(Saved data entries)

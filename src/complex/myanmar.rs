use super::indic::{category, position};
use super::myanmar_machine::{self, SyllableType};
use super::indic_table;
use super::syllabic::{self, for_each_syllable};
use crate::buffer::{Buffer, GlyphInfo};
use crate::face::Face;
use crate::ot::FeatureFlags;
use crate::plan::{ShapePlan, ShapePlanner};
use crate::Tag;

const MYANMAR_FEATURES: &[Tag] = &[
    // Basic features.
    // Applied in order, one at a time, after reordering, constrained to the
    // syllable.
    Tag::from_bytes(b"rphf"),
    Tag::from_bytes(b"pref"),
    Tag::from_bytes(b"blwf"),
    Tag::from_bytes(b"pstf"),
    // Other features.
    // Applied all at once after clearing syllables.
    Tag::from_bytes(b"pres"),
    Tag::from_bytes(b"abvs"),
    Tag::from_bytes(b"blws"),
    Tag::from_bytes(b"psts"),
];

/// Syllabic category of a Myanmar character.
fn myanmar_category(u: u32) -> u8 {
    match u {
        0x1004 | 0x101B | 0x105A => category::RA,
        0x1000..=0x1020 | 0x103F | 0x104E | 0x1050 | 0x1051 | 0x105B..=0x105D | 0x1061
        | 0x1065 | 0x1066 | 0x106E..=0x1070 | 0x1075..=0x1081 | 0x108E | 0xAA60..=0xAA76 => {
            category::C
        }
        0x1021..=0x102A | 0x1052..=0x1055 => category::IV,
        0x102B | 0x102C | 0x1056 | 0x1057 | 0x1062 | 0x1067 | 0x1068 | 0x1083 => category::VPST,
        0x102D | 0x102E | 0x1033..=0x1035 | 0x1071..=0x1074 | 0x1085 | 0x1086 | 0x109D => {
            category::VABV
        }
        0x102F | 0x1030 | 0x1058 | 0x1059 => category::VBLW,
        0x1031 | 0x1084 => category::VPRE,
        0x1032 | 0x1036 => category::A,
        // Dot below.
        0x1037 => category::N,
        0x1038 | 0x1087..=0x108D | 0x108F | 0x109A..=0x109C => category::SM,
        0x1039 => category::H,
        0x103A => category::AS,
        0x103B | 0x105E | 0x105F => category::MY,
        0x103C => category::MR,
        0x103D | 0x1082 => category::MW,
        0x103E | 0x1060 => category::MH,
        0x1063 | 0x1064 | 0x1069..=0x106D | 0xAA7B => category::PT,
        0x1040..=0x1049 | 0x1090..=0x1099 => category::GB,
        0xFE00..=0xFE0F => category::VS,
        0x002D | 0x00A0 | 0x00D7 | 0x2012..=0x2015 | 0x2022 | 0x25FB..=0x25FE => category::GB,
        _ => indic_table::get_categories(u).0,
    }
}

impl GlyphInfo {
    fn myanmar_category(&self) -> u8 {
        self.complex_category()
    }

    fn myanmar_position(&self) -> u8 {
        self.complex_aux()
    }

    fn set_myanmar_position(&mut self, pos: u8) {
        self.set_complex_aux(pos)
    }

    fn is_myanmar_consonant(&self) -> bool {
        matches!(
            self.myanmar_category(),
            category::C
                | category::CS
                | category::RA
                | category::CM
                | category::IV
                | category::GB
                | category::DOTTED_CIRCLE
        ) && !self.is_ligated()
    }
}

pub fn collect_features(planner: &mut ShapePlanner) {
    // Before any lookups have been applied.
    planner.ot_map.add_gsub_pause(Some(setup_syllables));

    planner
        .ot_map
        .enable_feature(Tag::from_bytes(b"locl"), FeatureFlags::PER_SYLLABLE, 1);
    // ccmp is not required, but usually applied first when used at all.
    planner
        .ot_map
        .enable_feature(Tag::from_bytes(b"ccmp"), FeatureFlags::PER_SYLLABLE, 1);

    planner.ot_map.add_gsub_pause(Some(reorder));

    for feature in &MYANMAR_FEATURES[..4] {
        planner.ot_map.enable_feature(
            *feature,
            FeatureFlags::MANUAL_ZWJ | FeatureFlags::PER_SYLLABLE,
            1,
        );
        planner.ot_map.add_gsub_pause(None);
    }

    planner.ot_map.add_gsub_pause(Some(syllabic::clear_syllables));

    for feature in &MYANMAR_FEATURES[4..] {
        planner
            .ot_map
            .enable_feature(*feature, FeatureFlags::MANUAL_ZWJ, 1);
    }
}

fn setup_syllables(_: &ShapePlan, _: &Face, buffer: &mut Buffer) {
    myanmar_machine::find_syllables(buffer);
    for_each_syllable(buffer, |buffer, range| {
        buffer.unsafe_to_break(range.start, range.end)
    });
}

fn reorder(_: &ShapePlan, face: &Face, buffer: &mut Buffer) {
    syllabic::insert_dotted_circles(
        face,
        buffer,
        SyllableType::BrokenCluster as u8,
        category::DOTTED_CIRCLE,
        None,
        None,
    );

    for_each_syllable(buffer, |buffer, range| {
        let kind = buffer.info[range.start].syllable() & 0x0F;
        // Dotted circles are in place, so broken clusters reorder like
        // consonant syllables.
        if kind == SyllableType::ConsonantSyllable as u8
            || kind == SyllableType::BrokenCluster as u8
        {
            reorder_consonant_syllable(range.start, range.end, buffer);
        }
    });
}

// https://docs.microsoft.com/en-us/typography/script-development/myanmar
fn reorder_consonant_syllable(start: usize, end: usize, buffer: &mut Buffer) {
    let mut base = end;
    let mut has_reph = false;

    let mut limit = start;
    // Kinzi: Ra, Asat, Halant at the start.
    if start + 3 <= end
        && buffer.info[start].myanmar_category() == category::RA
        && buffer.info[start + 1].myanmar_category() == category::AS
        && buffer.info[start + 2].myanmar_category() == category::H
    {
        limit += 3;
        base = start;
        has_reph = true;
    }

    if !has_reph {
        base = limit;
    }

    if let Some(i) = (limit..end).find(|&i| buffer.info[i].is_myanmar_consonant()) {
        base = i;
    }

    // Assign positions.
    let mut i = start;
    let reph_end = start + if has_reph { 3 } else { 0 };
    while i < reph_end {
        buffer.info[i].set_myanmar_position(position::AFTER_MAIN);
        i += 1;
    }

    while i < base {
        buffer.info[i].set_myanmar_position(position::PRE_C);
        i += 1;
    }

    if i < end {
        buffer.info[i].set_myanmar_position(position::BASE_C);
        i += 1;
    }

    let mut pos = position::AFTER_MAIN;
    for i in i..end {
        let cat = buffer.info[i].myanmar_category();

        if cat == category::MR {
            buffer.info[i].set_myanmar_position(position::PRE_C);
            continue;
        }

        if cat == category::VPRE {
            buffer.info[i].set_myanmar_position(position::PRE_M);
            continue;
        }

        if cat == category::VS {
            let prev = buffer.info[i - 1].myanmar_position();
            buffer.info[i].set_myanmar_position(prev);
            continue;
        }

        if pos == position::AFTER_MAIN && cat == category::VBLW {
            pos = position::BELOW_C;
            buffer.info[i].set_myanmar_position(pos);
            continue;
        }

        if pos == position::BELOW_C && cat == category::A {
            buffer.info[i].set_myanmar_position(position::BEFORE_SUB);
            continue;
        }

        if pos == position::BELOW_C && cat == category::VBLW {
            buffer.info[i].set_myanmar_position(pos);
            continue;
        }

        if pos == position::BELOW_C && cat != category::A {
            pos = position::AFTER_SUB;
            buffer.info[i].set_myanmar_position(pos);
            continue;
        }

        buffer.info[i].set_myanmar_position(pos);
    }

    buffer.sort(start, end, |a, b| a.myanmar_position() > b.myanmar_position());

    // Flip the left-matra sequence.
    let mut first_left_matra = end;
    let mut last_left_matra = end;
    for i in start..end {
        if buffer.info[i].myanmar_position() == position::PRE_M {
            if first_left_matra == end {
                first_left_matra = i;
            }

            last_left_matra = i;
        }
    }

    if first_left_matra < last_left_matra {
        buffer.reverse_range(first_left_matra, last_left_matra + 1);

        // Put variation selectors back after their matra.
        let mut i = first_left_matra;
        for j in i..=last_left_matra {
            if buffer.info[j].myanmar_category() == category::VPRE {
                buffer.reverse_range(i, j + 1);
                i = j + 1;
            }
        }
    }
}

pub fn setup_masks(_: &ShapePlan, _: &Face, buffer: &mut Buffer) {
    // No masks, just the categories.
    for info in buffer.info_slice_mut() {
        info.set_complex_category(myanmar_category(info.glyph_id));
    }
}

#[cfg(test)]
mod tests {
    use super::*;
    use alloc::vec;
    use alloc::vec::Vec;

    fn syllable(code_points: &[u32]) -> Buffer {
        let mut buffer = Buffer::new();
        for (i, &u) in code_points.iter().enumerate() {
            let mut info = GlyphInfo {
                glyph_id: u,
                cluster: i as u32,
                ..GlyphInfo::default()
            };
            info.set_complex_category(myanmar_category(u));
            buffer.info.push(info);
        }
        buffer
    }

    fn order(buffer: &Buffer) -> Vec<u32> {
        buffer.info.iter().map(|i| i.glyph_id).collect()
    }

    #[test]
    fn categories() {
        assert_eq!(myanmar_category(0x1000), category::C);
        assert_eq!(myanmar_category(0x1004), category::RA);
        assert_eq!(myanmar_category(0x103A), category::AS);
        assert_eq!(myanmar_category(0x1039), category::H);
        assert_eq!(myanmar_category(0x1031), category::VPRE);
        assert_eq!(myanmar_category(0x103C), category::MR);
        assert_eq!(myanmar_category(0x1037), category::N);
        assert_eq!(myanmar_category(0x25CC), category::DOTTED_CIRCLE);
    }

    #[test]
    fn kinzi_moves_after_base() {
        // NGA, ASAT, VIRAMA, KA
        let mut buffer = syllable(&[0x1004, 0x103A, 0x1039, 0x1000]);
        reorder_consonant_syllable(0, 4, &mut buffer);
        assert_eq!(order(&buffer), vec![0x1000, 0x1004, 0x103A, 0x1039]);
    }

    #[test]
    fn medial_ra_and_vowel_e_move_before_base() {
        // KA, MEDIAL RA, VOWEL SIGN E
        let mut buffer = syllable(&[0x1000, 0x103C, 0x1031]);
        reorder_consonant_syllable(0, 3, &mut buffer);
        assert_eq!(order(&buffer), vec![0x1031, 0x103C, 0x1000]);
    }

    #[test]
    fn below_vowel_before_anusvara() {
        // KA, VOWEL SIGN U, ANUSVARA
        let mut buffer = syllable(&[0x1000, 0x102F, 0x1036]);
        reorder_consonant_syllable(0, 3, &mut buffer);
        assert_eq!(order(&buffer), vec![0x1000, 0x1036, 0x102F]);
    }
}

WORK INSTRUCTION: The answer should hold only the lines from the start of the records above through the line containing "fn myanmar_category(u: u32)", each set down exactly.

RESULT FOR THIS EXERCISE:
filename src/complex/myanmar.rs
use super::indic::{category, position};
use super::myanmar_machine::{self, SyllableType};
use super::indic_table;
use super::syllabic::{self, for_each_syllable};
use crate::buffer::{Buffer, GlyphInfo};
use crate::face::Face;
use crate::ot::FeatureFlags;
use crate::plan::{ShapePlan, ShapePlanner};
use crate::Tag;

const MYANMAR_FEATURES: &[Tag] = &[
    // Basic features.
    // Applied in order, one at a time, after reordering, constrained to the
    // syllable.
    Tag::from_bytes(b"rphf"),
    Tag::from_bytes(b"pref"),
    Tag::from_bytes(b"blwf"),
    Tag::from_bytes(b"pstf"),
    // Other features.
    // Applied all at once after clearing syllables.
    Tag::from_bytes(b"pres"),
    Tag::from_bytes(b"abvs"),
    Tag::from_bytes(b"blws"),
    Tag::from_bytes(b"psts"),
];

/// Syllabic category of a Myanmar character.
fn myanmar_category(u: u32) -> u8 {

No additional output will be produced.